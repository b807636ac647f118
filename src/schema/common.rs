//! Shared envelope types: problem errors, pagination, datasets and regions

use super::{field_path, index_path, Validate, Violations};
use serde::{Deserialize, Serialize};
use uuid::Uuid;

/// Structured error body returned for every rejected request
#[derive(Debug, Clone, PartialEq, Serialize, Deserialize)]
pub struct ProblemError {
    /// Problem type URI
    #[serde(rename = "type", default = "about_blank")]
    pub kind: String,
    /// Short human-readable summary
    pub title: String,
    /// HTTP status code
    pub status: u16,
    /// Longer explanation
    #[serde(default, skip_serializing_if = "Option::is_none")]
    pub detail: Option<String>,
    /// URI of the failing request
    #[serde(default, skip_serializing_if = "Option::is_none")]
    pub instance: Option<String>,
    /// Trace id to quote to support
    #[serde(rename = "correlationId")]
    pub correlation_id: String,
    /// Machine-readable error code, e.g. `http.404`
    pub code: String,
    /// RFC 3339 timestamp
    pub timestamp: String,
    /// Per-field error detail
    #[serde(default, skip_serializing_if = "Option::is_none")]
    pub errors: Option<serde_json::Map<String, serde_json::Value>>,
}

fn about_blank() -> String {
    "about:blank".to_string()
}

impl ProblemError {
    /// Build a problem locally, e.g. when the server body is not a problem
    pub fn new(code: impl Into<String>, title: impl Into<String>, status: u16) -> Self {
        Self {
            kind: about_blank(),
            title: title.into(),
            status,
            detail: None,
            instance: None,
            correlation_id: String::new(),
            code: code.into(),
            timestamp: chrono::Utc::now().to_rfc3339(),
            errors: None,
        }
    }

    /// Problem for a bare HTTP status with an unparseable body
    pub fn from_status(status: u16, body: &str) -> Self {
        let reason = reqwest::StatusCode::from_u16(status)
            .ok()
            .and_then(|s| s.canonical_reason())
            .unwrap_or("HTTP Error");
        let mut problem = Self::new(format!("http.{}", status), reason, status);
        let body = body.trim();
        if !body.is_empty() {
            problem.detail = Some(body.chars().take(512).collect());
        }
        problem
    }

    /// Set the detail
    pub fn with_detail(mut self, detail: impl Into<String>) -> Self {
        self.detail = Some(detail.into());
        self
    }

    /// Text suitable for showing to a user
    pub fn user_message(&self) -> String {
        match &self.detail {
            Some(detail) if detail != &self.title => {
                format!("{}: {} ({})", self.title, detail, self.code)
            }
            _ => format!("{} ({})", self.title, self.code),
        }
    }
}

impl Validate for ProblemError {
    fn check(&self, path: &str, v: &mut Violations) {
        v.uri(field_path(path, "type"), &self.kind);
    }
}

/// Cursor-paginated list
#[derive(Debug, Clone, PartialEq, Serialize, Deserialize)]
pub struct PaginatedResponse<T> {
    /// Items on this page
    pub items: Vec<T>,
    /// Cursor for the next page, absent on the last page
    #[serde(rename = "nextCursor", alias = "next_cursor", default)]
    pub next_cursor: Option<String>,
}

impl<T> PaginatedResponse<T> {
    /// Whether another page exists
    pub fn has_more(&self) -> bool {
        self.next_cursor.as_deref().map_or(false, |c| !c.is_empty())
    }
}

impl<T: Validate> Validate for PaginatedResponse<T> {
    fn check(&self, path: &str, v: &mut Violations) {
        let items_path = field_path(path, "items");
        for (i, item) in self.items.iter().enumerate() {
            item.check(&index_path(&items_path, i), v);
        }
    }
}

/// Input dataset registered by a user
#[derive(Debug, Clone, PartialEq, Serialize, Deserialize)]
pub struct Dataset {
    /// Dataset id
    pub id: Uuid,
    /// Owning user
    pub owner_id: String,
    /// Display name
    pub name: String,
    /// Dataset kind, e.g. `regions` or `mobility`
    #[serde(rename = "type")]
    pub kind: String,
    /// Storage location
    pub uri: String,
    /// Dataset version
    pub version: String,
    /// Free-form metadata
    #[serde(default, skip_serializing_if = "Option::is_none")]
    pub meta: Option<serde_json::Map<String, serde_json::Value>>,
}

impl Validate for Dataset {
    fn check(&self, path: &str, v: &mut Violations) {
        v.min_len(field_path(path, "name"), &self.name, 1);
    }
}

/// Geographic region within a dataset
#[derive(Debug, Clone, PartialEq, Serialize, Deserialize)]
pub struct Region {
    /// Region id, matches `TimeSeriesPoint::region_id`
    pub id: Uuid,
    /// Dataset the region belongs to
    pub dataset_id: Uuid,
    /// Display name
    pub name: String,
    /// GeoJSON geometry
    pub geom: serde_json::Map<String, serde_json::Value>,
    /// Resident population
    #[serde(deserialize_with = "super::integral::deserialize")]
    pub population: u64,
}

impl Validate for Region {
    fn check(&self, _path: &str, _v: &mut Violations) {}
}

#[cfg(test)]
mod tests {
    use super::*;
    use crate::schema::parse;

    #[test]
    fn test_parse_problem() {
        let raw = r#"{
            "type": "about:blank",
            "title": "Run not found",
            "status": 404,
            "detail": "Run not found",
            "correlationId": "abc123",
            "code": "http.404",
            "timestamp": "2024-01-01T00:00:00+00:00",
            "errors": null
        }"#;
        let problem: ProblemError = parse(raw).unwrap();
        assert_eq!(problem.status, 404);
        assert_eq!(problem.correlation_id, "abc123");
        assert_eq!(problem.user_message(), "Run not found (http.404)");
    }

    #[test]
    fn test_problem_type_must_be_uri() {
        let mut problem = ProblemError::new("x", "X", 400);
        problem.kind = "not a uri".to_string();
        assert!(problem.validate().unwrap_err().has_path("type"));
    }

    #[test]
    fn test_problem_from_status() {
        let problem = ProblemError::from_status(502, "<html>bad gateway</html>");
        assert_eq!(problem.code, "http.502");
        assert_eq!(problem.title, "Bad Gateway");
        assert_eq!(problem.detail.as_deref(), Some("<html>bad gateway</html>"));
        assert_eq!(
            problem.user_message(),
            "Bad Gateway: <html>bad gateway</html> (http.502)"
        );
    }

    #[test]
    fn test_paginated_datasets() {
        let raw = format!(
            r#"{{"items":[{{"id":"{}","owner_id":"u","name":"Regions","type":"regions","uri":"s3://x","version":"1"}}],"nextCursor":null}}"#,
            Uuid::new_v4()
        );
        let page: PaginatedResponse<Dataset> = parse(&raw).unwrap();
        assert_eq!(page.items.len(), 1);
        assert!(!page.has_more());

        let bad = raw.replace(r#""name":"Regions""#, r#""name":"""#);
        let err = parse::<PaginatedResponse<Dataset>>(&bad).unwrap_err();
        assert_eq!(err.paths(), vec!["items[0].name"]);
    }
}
-*-*-
EXERCISE GOAL. Retype all the data exactly, line for line.

COMPLETED TASK.
repository b807636ac647f118
filename src/schema/common.rs
//! Shared envelope types: problem errors, pagination, datasets and regions

use super::{field_path, index_path, Validate, Violations};
use serde::{Deserialize, Serialize};
use uuid::Uuid;

/// Structured error body returned for every rejected request
#[derive(Debug, Clone, PartialEq, Serialize, Deserialize)]
pub struct ProblemError {
    /// Problem type URI
    #[serde(rename = "type", default = "about_blank")]
    pub kind: String,
    /// Short human-readable summary
    pub title: String,
    /// HTTP status code
    pub status: u16,
    /// Longer explanation
    #[serde(default, skip_serializing_if = "Option::is_none")]
    pub detail: Option<String>,
    /// URI of the failing request
    #[serde(default, skip_serializing_if = "Option::is_none")]
    pub instance: Option<String>,
    /// Trace id to quote to support
    #[serde(rename = "correlationId")]
    pub correlation_id: String,
    /// Machine-readable error code, e.g. `http.404`
    pub code: String,
    /// RFC 3339 timestamp
    pub timestamp: String,
    /// Per-field error detail
    #[serde(default, skip_serializing_if = "Option::is_none")]
    pub errors: Option<serde_json::Map<String, serde_json::Value>>,
}

fn about_blank() -> String {
    "about:blank".to_string()
}

impl ProblemError {
    /// Build a problem locally, e.g. when the server body is not a problem
    pub fn new(code: impl Into<String>, title: impl Into<String>, status: u16) -> Self {
        Self {
            kind: about_blank(),
            title: title.into(),
            status,
            detail: None,
            instance: None,
            correlation_id: String::new(),
            code: code.into(),
            timestamp: chrono::Utc::now().to_rfc3339(),
            errors: None,
        }
    }

    /// Problem for a bare HTTP status with an unparseable body
    pub fn from_status(status: u16, body: &str) -> Self {
        let reason = reqwest::StatusCode::from_u16(status)
            .ok()
            .and_then(|s| s.canonical_reason())
            .unwrap_or("HTTP Error");
        let mut problem = Self::new(format!("http.{}", status), reason, status);
        let body = body.trim();
        if !body.is_empty() {
            problem.detail = Some(body.chars().take(512).collect());
        }
        problem
    }

    /// Set the detail
    pub fn with_detail(mut self, detail: impl Into<String>) -> Self {
        self.detail = Some(detail.into());
        self
    }

    /// Text suitable for showing to a user
    pub fn user_message(&self) -> String {
        match &self.detail {
            Some(detail) if detail != &self.title => {
                format!("{}: {} ({})", self.title, detail, self.code)
            }
            _ => format!("{} ({})", self.title, self.code),
        }
    }
}

impl Validate for ProblemError {
    fn check(&self, path: &str, v: &mut Violations) {
        v.uri(field_path(path, "type"), &self.kind);
    }
}

/// Cursor-paginated list
#[derive(Debug, Clone, PartialEq, Serialize, Deserialize)]
pub struct PaginatedResponse<T> {
    /// Items on this page
    pub items: Vec<T>,
    /// Cursor for the next page, absent on the last page
    #[serde(rename = "nextCursor", alias = "next_cursor", default)]
    pub next_cursor: Option<String>,
}

impl<T> PaginatedResponse<T> {
    /// Whether another page exists
    pub fn has_more(&self) -> bool {
        self.next_cursor.as_deref().map_or(false, |c| !c.is_empty())
    }
}

impl<T: Validate> Validate for PaginatedResponse<T> {
    fn check(&self, path: &str, v: &mut Violations) {
        let items_path = field_path(path, "items");
        for (i, item) in self.items.iter().enumerate() {
            item.check(&index_path(&items_path, i), v);
        }
    }
}

/// Input dataset registered by a user
#[derive(Debug, Clone, PartialEq, Serialize, Deserialize)]
pub struct Dataset {
    /// Dataset id
    pub id: Uuid,
    /// Owning user
    pub owner_id: String,
    /// Display name
    pub name: String,
    /// Dataset kind, e.g. `regions` or `mobility`
    #[serde(rename = "type")]
    pub kind: String,
    /// Storage location
    pub uri: String,
    /// Dataset version
    pub version: String,
    /// Free-form metadata
    #[serde(default, skip_serializing_if = "Option::is_none")]
    pub meta: Option<serde_json::Map<String, serde_json::Value>>,
}

impl Validate for Dataset {
    fn check(&self, path: &str, v: &mut Violations) {
        v.min_len(field_path(path, "name"), &self.name, 1);
    }
}

/// Geographic region within a dataset
#[derive(Debug, Clone, PartialEq, Serialize, Deserialize)]
pub struct Region {
    /// Region id, matches `TimeSeriesPoint::region_id`
    pub id: Uuid,
    /// Dataset the region belongs to
    pub dataset_id: Uuid,
    /// Display name
    pub name: String,
    /// GeoJSON geometry
    pub geom: serde_json::Map<String, serde_json::Value>,
    /// Resident population
    #[serde(deserialize_with = "super::integral::deserialize")]
    pub population: u64,
}

impl Validate for Region {
    fn check(&self, _path: &str, _v: &mut Violations) {}
}

#[cfg(test)]
mod tests {
    use super::*;
    use crate::schema::parse;

    #[test]
    fn test_parse_problem() {
        let raw = r#"{
            "type": "about:blank",
            "title": "Run not found",
            "status": 404,
            "detail": "Run not found",
            "correlationId": "abc123",
            "code": "http.404",
            "timestamp": "2024-01-01T00:00:00+00:00",
            "errors": null
        }"#;
        let problem: ProblemError = parse(raw).unwrap();
        assert_eq!(problem.status, 404);
        assert_eq!(problem.correlation_id, "abc123");
        assert_eq!(problem.user_message(), "Run not found (http.404)");
    }

    #[test]
    fn test_problem_type_must_be_uri() {
        let mut problem = ProblemError::new("x", "X", 400);
        problem.kind = "not a uri".to_string();
        assert!(problem.validate().unwrap_err().has_path("type"));
    }

    #[test]
    fn test_problem_from_status() {
        let problem = ProblemError::from_status(502, "<html>bad gateway</html>");
        assert_eq!(problem.code, "http.502");
        assert_eq!(problem.title, "Bad Gateway");
        assert_eq!(problem.detail.as_deref(), Some("<html>bad gateway</html>"));
        assert_eq!(
            problem.user_message(),
            "Bad Gateway: <html>bad gateway</html> (http.502)"
        );
    }

    #[test]
    fn test_paginated_datasets() {
        let raw = format!(
            r#"{{"items":[{{"id":"{}","owner_id":"u","name":"Regions","type":"regions","uri":"s3://x","version":"1"}}],"nextCursor":null}}"#,
            Uuid::new_v4()
        );
        let page: PaginatedResponse<Dataset> = parse(&raw).unwrap();
        assert_eq!(page.items.len(), 1);
        assert!(!page.has_more());

        let bad = raw.replace(r#""name":"Regions""#, r#""name":"""#);
        let err = parse::<PaginatedResponse<Dataset>>(&bad).unwrap_err();
        assert_eq!(err.paths(), vec!["items[0].name"]);
    }
}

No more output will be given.